中2英語 to+動詞の原形|不定詞の3つの使い方|日本英語塾
― 不定詞の3つの使い方
〈to + 動詞の原形〉は、動詞を「名詞・形容詞・副詞」として使う道具です。中2の山場であり、高校英語の土台にもなります。
〈to + 動詞の原形〉を不定詞といいます。動詞なのに、名詞のように「〜すること」、形容詞のように「〜するための」、副詞のように「〜するために」と、3つの使い方ができるのが特徴です。中2の大きな山ですが、ここを押さえると、高校で学ぶ『英文の原理』第2講(準動詞)や第20・21講(不定詞)が、すっと理解できます。
1. 名詞的用法 ―「〜すること」
不定詞が「〜すること」という名詞のはたらきをします。文の主語・目的語・補語になります。
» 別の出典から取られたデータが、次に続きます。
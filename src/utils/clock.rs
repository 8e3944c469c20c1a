//! Injectable time source.
//!
//! Every operation reads `now` once and threads it through, so period
//! buckets for one donation always agree.

use std::sync::Mutex;

use chrono::{DateTime, Duration, Utc};

/// Source of the current time.
pub trait Clock: Send + Sync {
    fn now(&self) -> DateTime<Utc>;
}

/// Wall-clock time.
#[derive(Debug, Clone, Copy, Default)]
pub struct SystemClock;

impl Clock for SystemClock {
    fn now(&self) -> DateTime<Utc> {
        Utc::now()
    }
}

/// Clock that only moves when told to. Used by tests.
#[derive(Debug)]
pub struct ManualClock {
    now: Mutex<DateTime<Utc>>,
}

impl ManualClock {
    pub fn new(now: DateTime<Utc>) -> Self {
        Self {
            now: Mutex::new(now),
        }
    }

    pub fn set(&self, now: DateTime<Utc>) {
        *self.now.lock().unwrap_or_else(|poisoned| poisoned.into_inner()) = now;
    }

    pub fn advance(&self, by: Duration) {
        let mut now = self.now.lock().unwrap_or_else(|poisoned| poisoned.into_inner());
        *now += by;
    }
}

impl Clock for ManualClock {
    fn now(&self) -> DateTime<Utc> {
        *self.now.lock().unwrap_or_else(|poisoned| poisoned.into_inner())
    }
}
//! Milestone reference data.
//!
//! Milestones are static thresholds. Whether one is achieved, current or
//! next is always derived from a cumulative total and never stored.

use std::fmt;
use std::str::FromStr;

use serde::{Deserialize, Serialize};

use super::{Amount, ParseEnumError};

/// Who a milestone applies to.
#[derive(Debug, Clone, Copy, PartialEq, Eq, Hash, Serialize, Deserialize)]
#[serde(rename_all = "snake_case")]
pub enum Applicability {
    User,
    Region,
    /// Badges earned by a single referral relationship.
    Referral,
}

impl Applicability {
    pub fn as_str(&self) -> &'static str {
        match self {
            Applicability::User => "user",
            Applicability::Region => "region",
            Applicability::Referral => "referral",
        }
    }
}

impl fmt::Display for Applicability {
    fn fmt(&self, f: &mut fmt::Formatter<'_>) -> fmt::Result {
        f.write_str(self.as_str())
    }
}

impl FromStr for Applicability {
    type Err = ParseEnumError;

    fn from_str(s: &str) -> Result<Self, Self::Err> {
        match s {
            "user" => Ok(Applicability::User),
            "region" => Ok(Applicability::Region),
            "referral" => Ok(Applicability::Referral),
            other => Err(ParseEnumError::new("milestone applicability", other)),
        }
    }
}

fn default_active() -> bool {
    true
}

/// One threshold in the milestone table.
#[derive(Debug, Clone, PartialEq, Eq, Serialize, Deserialize)]
pub struct Milestone {
    pub id: String,
    pub name: String,
    pub threshold: Amount,
    #[serde(default)]
    pub description: Option<String>,
    #[serde(default)]
    pub badge_icon: Option<String>,
    #[serde(default)]
    pub badge_color: Option<String>,
    #[serde(default)]
    pub order_rank: i32,
    pub applicability: Applicability,
    #[serde(default = "default_active")]
    pub active: bool,
}

impl Milestone {
    fn builtin(
        id: &str,
        name: &str,
        major_units: i64,
        description: &str,
        badge_color: &str,
        order_rank: i32,
        applicability: Applicability,
    ) -> Self {
        Self {
            id: id.to_string(),
            name: name.to_string(),
            threshold: Amount::from_major_units(major_units),
            description: Some(description.to_string()),
            badge_icon: None,
            badge_color: Some(badge_color.to_string()),
            order_rank,
            applicability,
            active: true,
        }
    }

    /// Table used when no milestone file is configured.
    pub fn defaults() -> Vec<Milestone> {
        let mut table: Vec<Milestone> = USER_MILESTONES
            .iter()
            .zip(1..)
            .map(|(&(id, name, major, description, color), rank)| {
                Self::builtin(id, name, major, description, color, rank, Applicability::User)
            })
            .collect();
        table.push(Self::builtin(
            "central-region",
            "Central Region Milestone",
            100_000,
            "Milestone for Central region donations",
            "#regioncolor",
            1,
            Applicability::Region,
        ));
        table
    }

    /// Badges a referrer earns as one referred donor's cumulative amount grows.
    /// The badge name doubles as the reward description.
    pub fn referral_badges() -> Vec<Milestone> {
        REFERRAL_BADGES
            .iter()
            .zip(1..)
            .map(|(&(id, name, major), rank)| Self {
                id: id.to_string(),
                name: name.to_string(),
                threshold: Amount::from_major_units(major),
                description: None,
                badge_icon: None,
                badge_color: None,
                order_rank: rank,
                applicability: Applicability::Referral,
                active: true,
            })
            .collect()
    }
}

const USER_MILESTONES: [(&str, &str, i64, &str, &str); 8] = [
    ("first-step", "First Step", 100, "Your first donation makes a difference!", "#bronze"),
    ("supporter", "Supporter", 500, "Thank you for your continued support", "#silver"),
    ("contributor", "Contributor", 1_000, "Your generosity helps children thrive", "#gold"),
    ("benefactor", "Benefactor", 2_500, "Making a significant impact on education", "#platinum"),
    ("champion", "Champion", 5_000, "A true champion for children's education", "#diamond"),
    ("hero", "Hero", 10_000, "Heroes change lives and futures", "#rainbow"),
    ("legend", "Legend", 25_000, "Legendary support for the next generation", "#legendary"),
    ("visionary", "Visionary", 50_000, "Visionary donors transform communities", "#visionary"),
];

const REFERRAL_BADGES: [(&str, &str, i64); 4] = [
    ("bronze-referrer", "Bronze Referrer", 1_000),
    ("silver-referrer", "Silver Referrer", 5_000),
    ("gold-referrer", "Gold Referrer", 10_000),
    ("platinum-referrer", "Platinum Referrer", 25_000),
];

/// The lowest unmet milestone and how far away it is.
#[derive(Debug, Clone, PartialEq, Serialize)]
pub struct NextMilestone {
    pub milestone: Milestone,
    pub amount_needed: Amount,
    pub progress_percentage: f64,
}

/// Full milestone picture for one cumulative total.
#[derive(Debug, Clone, PartialEq, Serialize)]
pub struct MilestoneProgress {
    pub total_amount: Amount,
    /// Achieved milestones, highest threshold first.
    pub achieved: Vec<Milestone>,
    pub current: Option<Milestone>,
    pub next: Option<NextMilestone>,
    pub total_milestones: usize,
    pub achieved_count: usize,
    pub completion_percentage: f64,
}
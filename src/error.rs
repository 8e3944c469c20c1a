//! Errors returned by the [`DonationEngine`](crate::engine::DonationEngine) facade.

use crate::interfaces::DirectoryError;
use crate::model::AmountError;
use crate::services::AttributionError;
use crate::storage::StorageError;

/// Result type for engine operations.
pub type Result<T> = std::result::Result<T, EngineError>;

/// Caller-facing error taxonomy.
///
/// Nothing is persisted when a call fails with `Validation`, `InvalidAmount`
/// or `NotFound`.
#[derive(Debug, thiserror::Error)]
pub enum EngineError {
    #[error("Validation failed: {0}")]
    Validation(String),

    #[error("Invalid amount: {0}")]
    InvalidAmount(#[from] AmountError),

    #[error("{kind} not found: {id}")]
    NotFound { kind: &'static str, id: String },

    /// Write conflicts persisted through every retry.
    #[error("Concurrency conflict: {0}")]
    ConcurrencyConflict(String),

    #[error(transparent)]
    Directory(#[from] DirectoryError),

    #[error(transparent)]
    Storage(StorageError),
}

impl EngineError {
    pub fn not_found(kind: &'static str, id: impl Into<String>) -> Self {
        EngineError::NotFound {
            kind,
            id: id.into(),
        }
    }
}

impl From<StorageError> for EngineError {
    fn from(e: StorageError) -> Self {
        match e {
            StorageError::Conflict(message) => EngineError::ConcurrencyConflict(message),
            StorageError::NotFound { entity, id } => EngineError::NotFound { kind: entity, id },
            other => EngineError::Storage(other),
        }
    }
}

impl From<AttributionError> for EngineError {
    fn from(e: AttributionError) -> Self {
        match e {
            AttributionError::UnknownCode(code) => EngineError::not_found("referral code", code),
            AttributionError::TrackingNotFound(id) => {
                EngineError::not_found("referral tracking", id)
            }
            AttributionError::Resolver(e) => EngineError::Directory(e),
            AttributionError::Storage(e) => e.into(),
            e @ (AttributionError::SelfReferral
            | AttributionError::CrossReferrer { .. }
            | AttributionError::Transition(_)) => EngineError::Validation(e.to_string()),
        }
    }
}
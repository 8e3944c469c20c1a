//! Milestone Evaluator.
//!
//! Pure lookups over a threshold table partitioned by applicability. Only
//! active milestones take part in any evaluation.

use std::path::Path;

use tracing::info;

use crate::config::{ConfigError, MilestoneConfig};
use crate::model::{Amount, Applicability, Milestone, MilestoneProgress, NextMilestone};

/// Evaluates cumulative totals against a milestone table.
#[derive(Debug, Clone)]
pub struct MilestoneEvaluator {
    /// Sorted by threshold, then order rank.
    milestones: Vec<Milestone>,
}

impl Default for MilestoneEvaluator {
    fn default() -> Self {
        Self::new(Milestone::defaults())
    }
}

impl MilestoneEvaluator {
    pub fn new(mut milestones: Vec<Milestone>) -> Self {
        milestones.sort_by(|a, b| {
            a.threshold
                .cmp(&b.threshold)
                .then(a.order_rank.cmp(&b.order_rank))
        });
        Self { milestones }
    }

    /// Load the table from a YAML list of milestones.
    pub fn from_yaml_file(path: impl AsRef<Path>) -> Result<Self, ConfigError> {
        let path = path.as_ref();
        let shown = path.display().to_string();
        let raw = std::fs::read_to_string(path).map_err(|source| ConfigError::Read {
            path: shown.clone(),
            source,
        })?;
        let table: Vec<Milestone> =
            serde_yaml::from_str(&raw).map_err(|source| ConfigError::Milestones {
                path: shown.clone(),
                source,
            })?;

        info!(path = %shown, milestones = table.len(), "Loaded milestone table");
        Ok(Self::new(table))
    }

    /// The configured table, or the built-in one when no path is set.
    pub fn from_config(config: &MilestoneConfig) -> Result<Self, ConfigError> {
        match &config.path {
            Some(path) => Self::from_yaml_file(path),
            None => Ok(Self::default()),
        }
    }

    /// Every milestone in the table, active or not.
    pub fn milestones(&self) -> &[Milestone] {
        &self.milestones
    }

    pub fn by_id(&self, id: &str) -> Option<&Milestone> {
        self.milestones.iter().find(|m| m.id == id)
    }

    /// Active milestones for `applicability`, lowest threshold first.
    pub fn active(&self, applicability: Applicability) -> impl Iterator<Item = &Milestone> + '_ {
        self.milestones
            .iter()
            .filter(move |m| m.active && m.applicability == applicability)
    }

    /// Milestones at or below `total`, highest first.
    pub fn achieved(&self, total: Amount, applicability: Applicability) -> Vec<Milestone> {
        let mut achieved: Vec<Milestone> = self
            .active(applicability)
            .filter(|m| m.threshold <= total)
            .cloned()
            .collect();
        achieved.reverse();
        achieved
    }

    /// Highest milestone at or below `total`.
    pub fn current(&self, total: Amount, applicability: Applicability) -> Option<Milestone> {
        self.active(applicability)
            .filter(|m| m.threshold <= total)
            .last()
            .cloned()
    }

    /// Lowest milestone above `total`.
    pub fn next(&self, total: Amount, applicability: Applicability) -> Option<NextMilestone> {
        let milestone = self.active(applicability).find(|m| m.threshold > total)?;
        Some(NextMilestone {
            milestone: milestone.clone(),
            amount_needed: milestone.threshold.checked_sub(total).unwrap_or(Amount::ZERO),
            progress_percentage: total.percent_of(milestone.threshold),
        })
    }

    pub fn progress(&self, total: Amount, applicability: Applicability) -> MilestoneProgress {
        let achieved = self.achieved(total, applicability);
        let total_milestones = self.active(applicability).count();
        let achieved_count = achieved.len();
        let completion_percentage = if total_milestones == 0 {
            0.0
        } else {
            achieved_count as f64 / total_milestones as f64 * 100.0
        };

        MilestoneProgress {
            total_amount: total,
            current: achieved.first().cloned(),
            next: self.next(total, applicability),
            achieved,
            total_milestones,
            achieved_count,
            completion_percentage,
        }
    }
}
impl AttributionEngine {
    pub fn new(
        referrals: Arc<dyn ReferralStore>,
        resolver: Arc<dyn ReferralCodeResolver>,
        retry: RetryConfig,
    ) -> Self {
        Self {
            referrals,
            resolver,
            retry,
            badges: MilestoneEvaluator::new(Milestone::referral_badges()),
        }
    }

    /// Credit a donation made with `code` to the code's owner.
    ///
    /// Unknown codes, self-referrals, donors tracked under another referrer
    /// and expired rows are rejected without writing anything.
    pub async fn attribute_donation(
        &self,
        code: &str,
        donor_id: Option<&str>,
        amount: Amount,
        now: DateTime<Utc>,
    ) -> Result<AttributionOutcome, AttributionError> {
        let Some(referrer_id) = self.resolver.resolve_referral_code(code).await? else {
            return Ok(AttributionOutcome::Rejected(RejectReason::UnknownCode));
        };
        if donor_id == Some(referrer_id.as_str()) {
            return Ok(AttributionOutcome::Rejected(RejectReason::SelfReferral));
        }

        let referrals = &self.referrals;
        let referrer = referrer_id.as_str();
        let transition = retry_conflicts(&self.retry, "referral donation", || async move {
            let Some(donor) = donor_id else {
                let row = ReferralTracking::from_donation(referrer, code, None, amount, now);
                referrals.insert_tracking(&row).await?;
                return Ok(Transition::Stored {
                    tracking: row,
                    changed: true,
                });
            };

            match referrals.find_by_referred(donor).await? {
                Some(row) if row.referrer_id != referrer => {
                    Ok(Transition::Rejected(RejectReason::CrossReferrer))
                }
                Some(mut row) => match row.record_donation(amount, now) {
                    Ok(first) => Ok(Transition::Stored {
                        tracking: referrals.update_tracking(&row).await?,
                        changed: first,
                    }),
                    Err(_) => Ok(Transition::Rejected(RejectReason::Expired)),
                },
                None => {
                    let row =
                        ReferralTracking::from_donation(referrer, code, Some(donor), amount, now);
                    referrals.insert_tracking(&row).await?;
                    Ok(Transition::Stored {
                        tracking: row,
                        changed: true,
                    })
                }
            }
        })
        .await?;

        let (tracking, first_donation) = match transition {
            Transition::Stored { tracking, changed } => (tracking, changed),
            Transition::Rejected(reason) => return Ok(AttributionOutcome::Rejected(reason)),
        };

        // Totals before grants; a grant lost here lands on the row's next donation.
        retry_conflicts(&self.retry, "referrer totals", || async move {
            referrals.add_referrer_totals(referrer, 0, amount).await
        })
        .await?;

        let mut rewards_granted = 0;
        if tracking.status == ReferralStatus::Donated
            && self
                .grant_trigger(&tracking, RewardTrigger::FirstDonation, now)
                .await?
        {
            rewards_granted += 1;
        }
        rewards_granted += self.grant_badges(&tracking, now).await?;

        info!(
            referrer = %referrer,
            tracking = %tracking.id,
            amount = %amount,
            first_donation,
            rewards_granted,
            "Donation attributed to referral"
        );
        Ok(AttributionOutcome::Attributed {
            tracking_id: tracking.id,
            first_donation,
            rewards_granted,
        })
    }

    /// Count a click on a shared link.
    ///
    /// Reuses the oldest unclaimed pending row for the code, else opens one.
    pub async fn track_click(
        &self,
        code: &str,
        source: Option<&str>,
        now: DateTime<Utc>,
    ) -> Result<ReferralTracking, AttributionError> {
        let referrer_id = self.resolve(code).await?;
        let referrals = &self.referrals;
        let referrer = referrer_id.as_str();

        let tracking = retry_conflicts(&self.retry, "referral click", || async move {
            match referrals.find_pending_click(code).await? {
                Some(mut row) => {
                    row.record_click(now);
                    referrals.update_tracking(&row).await
                }
                None => {
                    let row = ReferralTracking::from_click(referrer, code, source, now);
                    referrals.insert_tracking(&row).await?;
                    Ok(row)
                }
            }
        })
        .await?;

        debug!(
            code = %code,
            tracking = %tracking.id,
            clicks = tracking.click_count,
            "Referral click tracked"
        );
        Ok(tracking)
    }

    /// Attach a newly registered user to the code's owner.
    pub async fn register(
        &self,
        code: &str,
        referred_id: &str,
        now: DateTime<Utc>,
    ) -> Result<ReferralTracking, AttributionError> {
        let referrer_id = self.resolve(code).await?;
        if referrer_id == referred_id {
            return Err(AttributionError::SelfReferral);
        }

        let referrals = &self.referrals;
        let referrer = referrer_id.as_str();
        let (tracking, newly_claimed) =
            retry_conflicts(&self.retry, "referral registration", || async move {
                if let Some(existing) = referrals.find_by_referred(referred_id).await? {
                    if existing.referrer_id != referrer {
                        return Ok(Err(AttributionError::CrossReferrer {
                            referred_id: referred_id.to_string(),
                        }));
                    }
                }

                let claimable = match referrals.find_by_pair(referrer, referred_id).await? {
                    Some(row) => Some((row, false)),
                    None => referrals
                        .find_pending_click(code)
                        .await?
                        .map(|row| (row, true)),
                };

                match claimable {
                    Some((mut row, claims)) => {
                        if let Err(e) = row.register(referred_id, now) {
                            return Ok(Err(e.into()));
                        }
                        let stored = referrals.update_tracking(&row).await?;
                        Ok(Ok((stored, claims)))
                    }
                    None => {
                        let row =
                            ReferralTracking::from_registration(referrer, code, referred_id, now);
                        referrals.insert_tracking(&row).await?;
                        Ok(Ok((row, true)))
                    }
                }
            })
            .await??;

        if newly_claimed {
            retry_conflicts(&self.retry, "referrer totals", || async move {
                referrals.add_referrer_totals(referrer, 1, Amount::ZERO).await
            })
            .await?;
        }
        self.grant_trigger(&tracking, RewardTrigger::Registration, now)
            .await?;

        info!(
            referrer = %referrer,
            referred = %referred_id,
            tracking = %tracking.id,
            "Referral registration recorded"
        );
        Ok(tracking)
    }

    /// Move a pending or registered row to `expired`.
    pub async fn expire(
        &self,
        tracking_id: &str,
        now: DateTime<Utc>,
    ) -> Result<ReferralTracking, AttributionError> {
        let referrals = &self.referrals;
        let expired = retry_conflicts(&self.retry, "referral expiry", || async move {
            let Some(mut row) = referrals.get_tracking(tracking_id).await? else {
                return Ok(Err(AttributionError::TrackingNotFound(
                    tracking_id.to_string(),
                )));
            };
            if let Err(e) = row.expire(now) {
                return Ok(Err(e.into()));
            }
            referrals.update_tracking(&row).await.map(Ok)
        })
        .await??;

        info!(tracking = %tracking_id, "Referral expired");
        Ok(expired)
    }

    /// Everything known about `user_id` as referrer and as referred user.
    pub async fn stats(&self, user_id: &str) -> Result<ReferralStats, AttributionError> {
        let rows = self.referrals.list_by_referrer(user_id, None).await?;

        let total_clicks = rows.iter().map(|r| r.click_count).sum();
        let registered_count = rows
            .iter()
            .filter(|r| matches!(r.status, ReferralStatus::Registered | ReferralStatus::Donated))
            .count() as i64;
        let donated_count = rows
            .iter()
            .filter(|r| r.status == ReferralStatus::Donated)
            .count() as i64;
        let total_referral_donations: Amount = rows.iter().map(|r| r.total_donations).sum();

        let tier = ReferralTier::for_totals(total_referral_donations, registered_count);
        let next = tier.next();

        let rewards = self.referrals.rewards_for_user(user_id).await?;
        let reward_stats = RewardStats {
            total_value: rewards.iter().map(|r| r.value).sum(),
            pending_count: rewards
                .iter()
                .filter(|r| r.status == RewardStatus::Pending)
                .count() as i64,
            rewards: rewards.into_iter().take(LISTED_REWARDS).collect(),
        };

        Ok(ReferralStats {
            user_id: user_id.to_string(),
            as_referrer: ReferrerStats {
                total_clicks,
                registered_count,
                donated_count,
                total_referral_donations,
                recent_referrals: rows.into_iter().take(RECENT_REFERRALS).collect(),
                tier,
                next_tier_amount_needed: next.map(|t| {
                    t.min_amount
                        .checked_sub(total_referral_donations)
                        .unwrap_or(Amount::ZERO)
                }),
                next_tier_referrals_needed: next
                    .map(|t| (t.min_referrals - registered_count).max(0)),
            },
            rewards: reward_stats,
            was_referred_by: self.referrals.find_by_referred(user_id).await?,
        })
    }

    /// Top referrers by donations from their converted referrals.
    ///
    /// Periods other than all-time are rolling windows ending at `now`.
    pub async fn leaderboard(
        &self,
        period: PeriodKind,
        limit: u64,
        now: DateTime<Utc>,
    ) -> Result<Vec<ReferrerLeaderboardEntry>, AttributionError> {
        let since = rolling_window_days(period).map(|days| now - Duration::days(days));
        let top = self.referrals.top_referrers(since, limit).await?;

        Ok(top
            .into_iter()
            .zip(1..)
            .map(|(activity, rank)| ReferrerLeaderboardEntry {
                rank,
                tier: ReferralTier::for_totals(activity.total_donations, activity.referral_count),
                user_id: activity.user_id,
                referral_count: activity.referral_count,
                total_donations: activity.total_donations,
                donation_count: activity.donation_count,
            })
            .collect())
    }

    async fn resolve(&self, code: &str) -> Result<String, AttributionError> {
        self.resolver
            .resolve_referral_code(code)
            .await?
            .ok_or_else(|| AttributionError::UnknownCode(code.to_string()))
    }

    async fn grant_trigger(
        &self,
        tracking: &ReferralTracking,
        trigger: RewardTrigger,
        now: DateTime<Utc>,
    ) -> Result<bool, AttributionError> {
        let reward = ReferralReward::awarded(
            tracking,
            trigger.reward_type(),
            trigger.value(),
            trigger.description(),
            now,
        );
        self.grant(reward).await
    }

    /// Grant every badge the row's cumulative amount has reached.
    async fn grant_badges(
        &self,
        tracking: &ReferralTracking,
        now: DateTime<Utc>,
    ) -> Result<usize, AttributionError> {
        let reached = self
            .badges
            .achieved(tracking.total_donations, Applicability::Referral);
        let mut granted = 0;
        for milestone in reached.iter().rev() {
            let badge = ReferralReward::awarded(
                tracking,
                RewardType::Badge,
                Amount::from_major_units(1),
                &milestone.name,
                now,
            );
            if self.grant(badge).await? {
                granted += 1;
            }
        }
        Ok(granted)
    }

    async fn grant(&self, reward: ReferralReward) -> Result<bool, AttributionError> {
        let referrals = &self.referrals;
        let reward = &reward;
        let inserted = retry_conflicts(&self.retry, "referral reward", || async move {
            referrals.grant_reward(reward).await
        })
        .await?;

        if inserted {
            debug!(
                user = %reward.user_id,
                tracking = %reward.tracking_id,
                reward = %reward.description,
                "Referral reward granted"
            );
        }
        Ok(inserted)
    }
}
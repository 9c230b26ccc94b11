// reader/pest_grammar.rs
// Copyright 2025 Matti Hänninen
//
// Licensed under the Apache License, Version 2.0 (the "License"); you may not
// use this file except in compliance with the License. You may obtain a copy of
// the License at
//
//     http://www.apache.org/licenses/LICENSE-2.0
//
// Unless required by applicable law or agreed to in writing, software
// distributed under the License is distributed on an "AS IS" BASIS, WITHOUT
// WARRANTIES OR CONDITIONS OF ANY KIND, either express or implied. See the
// License for the specific language governing permissions and limitations under
// the License.

pub use pest::Parser;
use pest_derive::Parser;

#[derive(Parser)]
#[grammar = "reader/clojure.pest"]
pub struct Grammar;

pub type Pair<'a> = pest::iterators::Pair<'a, Rule>;
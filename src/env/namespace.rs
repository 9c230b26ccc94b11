// env/namespace.rs
// Copyright 2025 Matti Hänninen
//
// Licensed under the Apache License, Version 2.0 (the "License"); you may not
// use this file except in compliance with the License. You may obtain a copy of
// the License at
//
//     http://www.apache.org/licenses/LICENSE-2.0
//
// Unless required by applicable law or agreed to in writing, software
// distributed under the License is distributed on an "AS IS" BASIS, WITHOUT
// WARRANTIES OR CONDITIONS OF ANY KIND, either express or implied. See the
// License for the specific language governing permissions and limitations under
// the License.

use std::cell::RefCell;
use std::rc::Rc;

use indexmap::IndexMap;

use crate::value::Value;

use super::var::Var;

/// A named mapping from simple names to vars, plus aliases and referred
/// namespaces.  Mappings keep insertion order.
#[derive(Debug)]
pub struct Namespace {
  name: Rc<str>,
  mappings: RefCell<IndexMap<Rc<str>, Rc<Var>>>,
  aliases: RefCell<IndexMap<Rc<str>, Rc<str>>>,
  refers: RefCell<Vec<Rc<Namespace>>>,
}

impl Namespace {
  pub fn new(name: Rc<str>) -> Self {
    Self {
      name,
      mappings: RefCell::new(IndexMap::new()),
      aliases: RefCell::new(IndexMap::new()),
      refers: RefCell::new(Vec::new()),
    }
  }

  pub fn name(&self) -> Rc<str> {
    self.name.clone()
  }

  /// Returns the existing var under `name` or interns a fresh unbound
  /// one.
  pub fn intern(&self, name: Rc<str>) -> Rc<Var> {
    if let Some(var) = self.mappings.borrow().get(&name) {
      return var.clone();
    }
    let var = Rc::new(Var::new(self.name.clone(), name.clone()));
    self.mappings.borrow_mut().insert(name, var.clone());
    var
  }

  /// A var interned directly in this namespace, not through refers.
  pub fn mapping(&self, name: &str) -> Option<Rc<Var>> {
    self.mappings.borrow().get(name).cloned()
  }

  /// Unqualified resolution: own mappings first, then each referred
  /// namespace's public vars in refer order.
  pub fn resolve(&self, name: &str) -> Option<Rc<Var>> {
    if let Some(var) = self.mapping(name) {
      return Some(var);
    }
    for referred in self.refers.borrow().iter() {
      if let Some(var) = referred.mapping(name) {
        if is_public(&var) {
          return Some(var);
        }
      }
    }
    None
  }

  pub fn add_refer(&self, ns: Rc<Namespace>) {
    let mut refers = self.refers.borrow_mut();
    if !refers.iter().any(|r| Rc::ptr_eq(r, &ns)) {
      refers.push(ns);
    }
  }

  /// Drops every namespace-level refer; `(:refer-clojure :only [...])`
  /// uses this before mapping the selected vars one by one.
  pub fn clear_refers(&self) {
    self.refers.borrow_mut().clear();
  }

  /// Maps an existing (foreign) var directly under a simple name.
  pub fn add_mapping(&self, name: Rc<str>, var: Rc<Var>) {
    self.mappings.borrow_mut().insert(name, var);
  }

  pub fn add_alias(&self, alias: Rc<str>, ns_name: Rc<str>) {
    self.aliases.borrow_mut().insert(alias, ns_name);
  }

  pub fn alias(&self, alias: &str) -> Option<Rc<str>> {
    self.aliases.borrow().get(alias).cloned()
  }

  pub fn aliases(&self) -> Vec<(Rc<str>, Rc<str>)> {
    self
      .aliases
      .borrow()
      .iter()
      .map(|(a, n)| (a.clone(), n.clone()))
      .collect()
  }

  /// All interned vars in insertion order.
  pub fn interns(&self) -> Vec<(Rc<str>, Rc<Var>)> {
    self
      .mappings
      .borrow()
      .iter()
      .map(|(name, var)| (name.clone(), var.clone()))
      .collect()
  }

  /// The non-private subset of [`Self::interns`].
  pub fn publics(&self) -> Vec<(Rc<str>, Rc<Var>)> {
    self
      .interns()
      .into_iter()
      .filter(|(_, var)| is_public(var))
      .collect()
  }

  pub fn unmap(&self, name: &str) {
    self.mappings.borrow_mut().shift_remove(name);
  }
}

fn is_public(var: &Var) -> bool {
  match var.meta_value() {
    Value::Map(meta) => !meta
      .get(&Value::kw("private"))
      .map(Value::is_truthy)
      .unwrap_or(false),
    _ => true,
  }
}

#[cfg(test)]
mod tests {
  use super::*;

  #[test]
  fn intern_returns_the_same_var() {
    let ns = Namespace::new("user".into());
    let a = ns.intern("x".into());
    let b = ns.intern("x".into());
    assert!(Rc::ptr_eq(&a, &b));
  }

  #[test]
  fn resolution_falls_through_to_refers() {
    let core = Rc::new(Namespace::new("clojure.core".into()));
    let var = core.intern("inc".into());
    var.set_root(Value::Int(0));
    let user = Namespace::new("user".into());
    user.add_refer(core);
    assert!(user.resolve("inc").is_some());
    assert!(user.mapping("inc").is_none());
  }

  #[test]
  fn private_vars_do_not_leak_through_refers() {
    let core = Rc::new(Namespace::new("clojure.core".into()));
    let var = core.intern("secret".into());
    var.set_meta(Value::map_from_pairs(vec![(
      Value::kw("private"),
      Value::Boolean(true),
    )]));
    let user = Namespace::new("user".into());
    user.add_refer(core);
    assert!(user.resolve("secret").is_none());
  }
}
To swim is fun.(泳ぐことは楽しい=主語)
My dream is to be a pilot.(夢はパイロットになること=補語)
2. 形容詞的用法 ―「〜するための・〜すべき」
不定詞が名詞の後ろについて、その名詞を説明します(「どんな名詞か」)。
Give me something to drink.(何か飲むものをください)
ポイントは名詞の直後にあること。work to do(すべき仕事)、something to drink(飲むもの)のように、前の名詞を後ろから説明します。
3. 副詞的用法 ―「〜するために・〜して」
不定詞が、動詞などを説明します。主に「目的(〜するために)」と「感情の原因(〜して)」です。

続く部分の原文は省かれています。